=== MATERIAL SHOWN ===
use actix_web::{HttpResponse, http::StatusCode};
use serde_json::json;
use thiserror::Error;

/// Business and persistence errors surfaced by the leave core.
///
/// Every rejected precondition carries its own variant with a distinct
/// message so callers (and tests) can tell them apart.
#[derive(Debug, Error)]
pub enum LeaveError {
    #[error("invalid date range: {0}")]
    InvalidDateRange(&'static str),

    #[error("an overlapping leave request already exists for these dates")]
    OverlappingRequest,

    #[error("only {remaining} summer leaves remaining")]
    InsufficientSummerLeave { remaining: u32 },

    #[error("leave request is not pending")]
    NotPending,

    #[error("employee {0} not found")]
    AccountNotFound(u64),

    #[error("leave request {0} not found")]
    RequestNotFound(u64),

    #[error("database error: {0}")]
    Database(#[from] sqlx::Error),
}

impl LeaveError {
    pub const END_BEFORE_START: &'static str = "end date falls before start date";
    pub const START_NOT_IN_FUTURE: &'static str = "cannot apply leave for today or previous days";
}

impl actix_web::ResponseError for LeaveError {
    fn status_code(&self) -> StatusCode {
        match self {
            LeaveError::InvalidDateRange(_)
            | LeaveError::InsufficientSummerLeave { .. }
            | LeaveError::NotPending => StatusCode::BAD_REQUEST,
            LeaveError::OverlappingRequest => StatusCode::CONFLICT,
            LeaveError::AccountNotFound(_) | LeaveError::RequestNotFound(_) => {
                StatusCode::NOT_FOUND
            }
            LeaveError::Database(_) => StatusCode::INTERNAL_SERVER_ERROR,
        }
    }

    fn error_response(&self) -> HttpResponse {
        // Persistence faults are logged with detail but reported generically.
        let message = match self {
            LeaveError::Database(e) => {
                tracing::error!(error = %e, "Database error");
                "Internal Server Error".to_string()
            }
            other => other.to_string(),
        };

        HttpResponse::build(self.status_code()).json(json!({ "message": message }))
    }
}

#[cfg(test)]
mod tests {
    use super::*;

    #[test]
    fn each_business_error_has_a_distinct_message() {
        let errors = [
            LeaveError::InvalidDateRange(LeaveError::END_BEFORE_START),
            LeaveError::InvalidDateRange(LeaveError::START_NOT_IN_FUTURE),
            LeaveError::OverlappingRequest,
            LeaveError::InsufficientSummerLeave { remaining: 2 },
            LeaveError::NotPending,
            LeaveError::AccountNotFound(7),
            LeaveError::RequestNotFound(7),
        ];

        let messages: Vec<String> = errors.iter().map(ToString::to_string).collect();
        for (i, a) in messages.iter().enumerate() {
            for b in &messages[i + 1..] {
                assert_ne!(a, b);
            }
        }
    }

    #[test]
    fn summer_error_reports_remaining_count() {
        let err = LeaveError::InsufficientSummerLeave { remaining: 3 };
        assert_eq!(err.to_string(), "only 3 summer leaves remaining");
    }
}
---
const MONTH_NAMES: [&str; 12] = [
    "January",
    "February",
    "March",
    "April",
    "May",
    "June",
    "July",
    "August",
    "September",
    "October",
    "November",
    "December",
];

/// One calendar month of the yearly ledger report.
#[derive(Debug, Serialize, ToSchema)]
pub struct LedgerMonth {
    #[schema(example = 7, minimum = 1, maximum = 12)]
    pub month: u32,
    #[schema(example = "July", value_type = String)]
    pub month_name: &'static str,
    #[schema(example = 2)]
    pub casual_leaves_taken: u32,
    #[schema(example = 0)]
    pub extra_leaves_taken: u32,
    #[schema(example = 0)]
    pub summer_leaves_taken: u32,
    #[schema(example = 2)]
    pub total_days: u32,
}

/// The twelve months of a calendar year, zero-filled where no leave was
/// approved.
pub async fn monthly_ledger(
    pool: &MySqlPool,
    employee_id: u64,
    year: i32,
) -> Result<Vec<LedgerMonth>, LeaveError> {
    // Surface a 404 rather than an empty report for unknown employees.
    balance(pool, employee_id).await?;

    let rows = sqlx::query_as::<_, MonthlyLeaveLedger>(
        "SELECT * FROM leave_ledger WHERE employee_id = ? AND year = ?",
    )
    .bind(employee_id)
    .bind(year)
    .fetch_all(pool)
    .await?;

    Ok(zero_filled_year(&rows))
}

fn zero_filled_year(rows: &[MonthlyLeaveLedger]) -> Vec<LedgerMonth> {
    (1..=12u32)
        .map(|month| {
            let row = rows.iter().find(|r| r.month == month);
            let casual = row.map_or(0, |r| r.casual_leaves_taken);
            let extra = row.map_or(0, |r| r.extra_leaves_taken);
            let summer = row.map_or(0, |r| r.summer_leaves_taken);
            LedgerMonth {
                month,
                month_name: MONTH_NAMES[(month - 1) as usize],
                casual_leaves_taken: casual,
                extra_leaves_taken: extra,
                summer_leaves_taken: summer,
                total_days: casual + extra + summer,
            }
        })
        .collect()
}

=== ABOUT THIS TASK ===
All lines of the records containing "LedgerMonth" should be shown.

=== SOLUTION FOR THIS EXERCISE ===
pub struct LedgerMonth {
) -> Result<Vec<LedgerMonth>, LeaveError> {
fn zero_filled_year(rows: &[MonthlyLeaveLedger]) -> Vec<LedgerMonth> {
            LedgerMonth {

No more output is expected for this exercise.